Today I would like to continue my discussion of the (so-called) Great Depression as this is the giant lie which is behind most of the other economic lies which have deceived so many people and cost them so much money.

What is a depression? It is a period in a country’s economic history where the large majority of the people become poorer. It is alleged that such a period occurred in the early 1930s. I have pointed out previously that Economic Statistics of the United States, Colonial Times to 1970, reports that during this period Americans shifted from margarine to butter. They increased their per capita meat consumption (from 129 lb to 144 lb.). And they gave (substantially) more to charity. Further, real wages rose during this period, and the savings of the average American increased in value (buying power) by 30%. This does not sound like a getting poorer to me.

Let us examine the increase in buying power of the average American’s savings. In the early 1930s, the average American saved and had been saving since interest was legalized (by Noah Webster) in the 1780s. Given an average interest rate of 5% (normal through the 19th century and up until 1933) the average person’s savings would multiply by 4.25 times over the course of his working lifetime.
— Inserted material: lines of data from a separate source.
// SPDX-License-Identifier: BUSL-1.1
// Copyright (c) 2026 Alfred Jean LLC

use super::*;
use crate::pending::PendingActions;
use crate::store::Store;
use deck_adapters::FakeTransport;
use deck_core::test_support::record;
use deck_core::{AgentStatus, FakeClock};
use std::time::Duration;
use tokio::time::sleep;

type Manager = SubscriptionManager<FakeTransport, FakeTransport, FakeClock>;

struct Harness {
    manager: Manager,
    backend: FakeTransport,
    store: Store,
}

impl Harness {
    fn new() -> Self {
        let backend = FakeTransport::new();
        let store = Store::new();
        let reconciler = Reconciler::new(store.clone(), PendingActions::new(), FakeClock::new(), 0);
        let manager =
            SubscriptionManager::new(backend.clone(), backend.clone(), reconciler, config());
        Self { manager, backend, store }
    }

    fn seed(&self, status: AgentStatus) -> AgentId {
        self.store.write(|r| r.upsert(record("agt-1", status)));
        AgentId::new("agt-1")
    }

    fn get(&self) -> deck_core::AgentRecord {
        self.store.get(&AgentId::new("agt-1")).unwrap()
    }
}

fn config() -> SyncConfig {
    SyncConfig {
        poll_interval_ms: 5_000,
        push_retry_ms: 2_000,
        stale_after_failures: 3,
        log_capacity: 0,
    }
}

/// Let spawned tasks run without crossing the next poll
async fn settle() {
    sleep(Duration::from_millis(10)).await;
}

#[tokio::test(start_paused = true)]
async fn subscribe_polls_immediately_and_on_interval() {
    let h = Harness::new();
    let id = h.seed(AgentStatus::Running);
    h.backend.set_snapshot(AgentUpdate::new("agt-1").status(AgentStatus::Running).progress(30u8));

    h.manager.subscribe(&id).unwrap();
    settle().await;

    assert_eq!(h.backend.poll_count(&id), 1);
    assert_eq!(h.get().progress, 30);
    assert_eq!(h.manager.health(&id), SyncHealth::Live);

    sleep(Duration::from_millis(5_000)).await;
    assert_eq!(h.backend.poll_count(&id), 2);
}

#[tokio::test(start_paused = true)]
async fn push_delivery_is_reconciled() {
    let h = Harness::new();
    let id = h.seed(AgentStatus::Queued);
    h.manager.subscribe(&id).unwrap();
    settle().await;

    let update = AgentUpdate::new("agt-1").status(AgentStatus::Running).progress(40u8);
    assert!(h.backend.push(update));
    settle().await;

    assert_eq!(h.get().status, AgentStatus::Running);
    assert_eq!(h.get().progress, 40);
}

#[tokio::test(start_paused = true)]
async fn stale_poll_after_push_keeps_fresher_state() {
    let h = Harness::new();
    let id = h.seed(AgentStatus::Queued);
    h.backend.set_snapshot(AgentUpdate::new("agt-1").status(AgentStatus::Queued));
    h.manager.subscribe(&id).unwrap();
    settle().await;

    h.backend.push(AgentUpdate::new("agt-1").status(AgentStatus::Running).progress(40u8));
    settle().await;
    // The backend's poll view lags behind and still says queued
    sleep(Duration::from_millis(5_000)).await;

    assert_eq!(h.backend.poll_count(&id), 2);
    let record = h.get();
    assert_eq!(record.status, AgentStatus::Running);
    assert_eq!(record.progress, 40);
}

#[tokio::test(start_paused = true)]
async fn dropped_push_degrades_then_reconnects() {
    let h = Harness::new();
    let id = h.seed(AgentStatus::Running);
    h.manager.subscribe(&id).unwrap();
    settle().await;
    assert_eq!(h.backend.subscribe_count(&id), 1);

    h.backend.disconnect(&id);
    settle().await;
    assert_eq!(h.manager.health(&id), SyncHealth::Degraded);

    sleep(Duration::from_millis(2_000)).await;
    assert_eq!(h.backend.subscribe_count(&id), 2);
    assert_eq!(h.manager.health(&id), SyncHealth::Live);
    assert!(h.backend.is_push_open(&id));
}

#[tokio::test(start_paused = true)]
async fn unavailable_push_falls_back_to_polling() {
    let h = Harness::new();
    let id = h.seed(AgentStatus::Running);
    h.backend.set_push_unavailable(true);
    h.backend.set_snapshot(AgentUpdate::new("agt-1").progress(70u8));

    h.manager.subscribe(&id).unwrap();
    settle().await;

    assert_eq!(h.manager.health(&id), SyncHealth::Degraded);
    assert_eq!(h.get().progress, 70);
}

#[tokio::test(start_paused = true)]
async fn repeated_poll_failures_mark_data_stale() {
    let h = Harness::new();
    let id = h.seed(AgentStatus::Running);
    h.backend.fail_polls(true);
    h.manager.subscribe(&id).unwrap();
    settle().await;
    assert_eq!(h.manager.health(&id), SyncHealth::Live);

    // Polls at 5s and 10s fail too; no retry in between
    sleep(Duration::from_millis(10_000)).await;
    assert_eq!(h.backend.poll_count(&id), 3);
    assert_eq!(h.manager.health(&id), SyncHealth::Stale);

    h.backend.fail_polls(false);
    h.backend.set_snapshot(AgentUpdate::new("agt-1").status(AgentStatus::Running));
    sleep(Duration::from_millis(5_000)).await;
    assert_eq!(h.manager.health(&id), SyncHealth::Live);
}

#[tokio::test(start_paused = true)]
async fn terminal_status_ends_the_subscription() {
    let h = Harness::new();
    let id = h.seed(AgentStatus::Running);
    h.manager.subscribe(&id).unwrap();
    settle().await;

    h.backend.push(AgentUpdate::new("agt-1").status(AgentStatus::Completed));
    settle().await;

    assert!(!h.manager.is_subscribed(&id));
    assert_eq!(h.manager.health(&id), SyncHealth::Unsubscribed);
    let polls = h.backend.poll_count(&id);
    sleep(Duration::from_millis(20_000)).await;
    assert_eq!(h.backend.poll_count(&id), polls);
}

#[tokio::test(start_paused = true)]
async fn unsubscribe_tears_down_push_and_poll() {
    let h = Harness::new();
    let id = h.seed(AgentStatus::Running);
    h.manager.subscribe(&id).unwrap();
    settle().await;

    assert!(h.manager.unsubscribe(&id));
    settle().await;

    assert!(!h.backend.is_push_open(&id));
    sleep(Duration::from_millis(20_000)).await;
    assert_eq!(h.backend.poll_count(&id), 1);
    // The agent itself is untouched
    assert_eq!(h.get().status, AgentStatus::Running);
    assert!(!h.manager.unsubscribe(&id));
}

#[tokio::test(start_paused = true)]
async fn subscribing_twice_keeps_one_stream() {
    let h = Harness::new();
    let id = h.seed(AgentStatus::Running);
    h.manager.subscribe(&id).unwrap();
    h.manager.subscribe(&id).unwrap();
    settle().await;

    assert_eq!(h.backend.subscribe_count(&id), 1);
    assert_eq!(h.manager.subscribed(), vec![id]);
}

#[tokio::test(start_paused = true)]
async fn untracked_or_finished_agents_are_not_subscribed() {
    let h = Harness::new();
    let err = h.manager.subscribe(&AgentId::new("agt-9")).unwrap_err();
    assert_eq!(err, CommandError::NotFound(AgentId::new("agt-9")));

    let id = h.seed(AgentStatus::Failed);
    h.manager.subscribe(&id).unwrap();
    settle().await;
    assert!(!h.manager.is_subscribed(&id));
    assert!(h.backend.calls().is_empty());
}

#[tokio::test(start_paused = true)]
async fn removed_agent_stops_syncing() {
    let h = Harness::new();
    let id = h.seed(AgentStatus::Running);
    h.manager.subscribe(&id).unwrap();
    settle().await;

    h.store.write(|r| r.remove(&id));
    sleep(Duration::from_millis(5_000)).await;

    assert!(!h.manager.is_subscribed(&id));
    assert_eq!(h.backend.poll_count(&id), 2);
}

#[tokio::test(start_paused = true)]
async fn dropping_the_manager_cancels_every_subscription() {
    let h = Harness::new();
    let id = h.seed(AgentStatus::Running);
    h.manager.subscribe(&id).unwrap();
    settle().await;

    let Harness { manager, backend, .. } = h;
    drop(manager);
    settle().await;

    assert!(!backend.is_push_open(&id));
}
Average annual wages in manufacturing in America for 1933 were $1,086. At first glance, this sounds like a small amount of money, but one must bear in mind that in early 1933 the country was on the gold standard, and prices were much lower than they are today. In 1933, a new car could be purchased for $400. A two bedroom apartment (San Francisco) could be rented for $25/mo. And a gallon of gas cost a dime. (That dime, by the way, was .075 oz. of silver, which exchanges today for $1.95.)

But I have not found that the careful recitation of statistics has much effect on believers in the Great Depression. The more dispassionate and factual I become the more emotional they become. “But, Mr. Katz, what about the bread lines? What about 25% unemployment? Have you no heart, Mr. Katz.

Actually, I do have a heart. It is the defenders of the Great Depression who lack common humanity because the lies of the Great Depression are carefully calculated to defend the interests of the rich and powerful and injure the common man. Let us examine a little history.

There was a phenomenon very similar to the “depression” of the 1930s in the period 1873-79. Prominent businessmen (e.g., Jay Cooke) went bankrupt. Unemployment was high, and prices declined.

And yet, the party in power (the Republicans) were not kicked out of office in the 1876 election. Nobody seemed to know that America was in a depression. The unemployment was absorbed fairly rapidly by the free economy, and America went on to have the greatest economy in the world for the last 3rd of the 19th century. At the same time, millions of immigrants flooded into America because, in America, the streets were paved with gold.

The correct name for such a phenomenon is a credit contraction. You have heard the expression, “Neither a borrower nor a lender be.” Well, a credit contraction is a period when many people seem to heed that advice. It may be good for some people in the country and bad for others, but there is no clear cut harm or benefit to the country as a whole.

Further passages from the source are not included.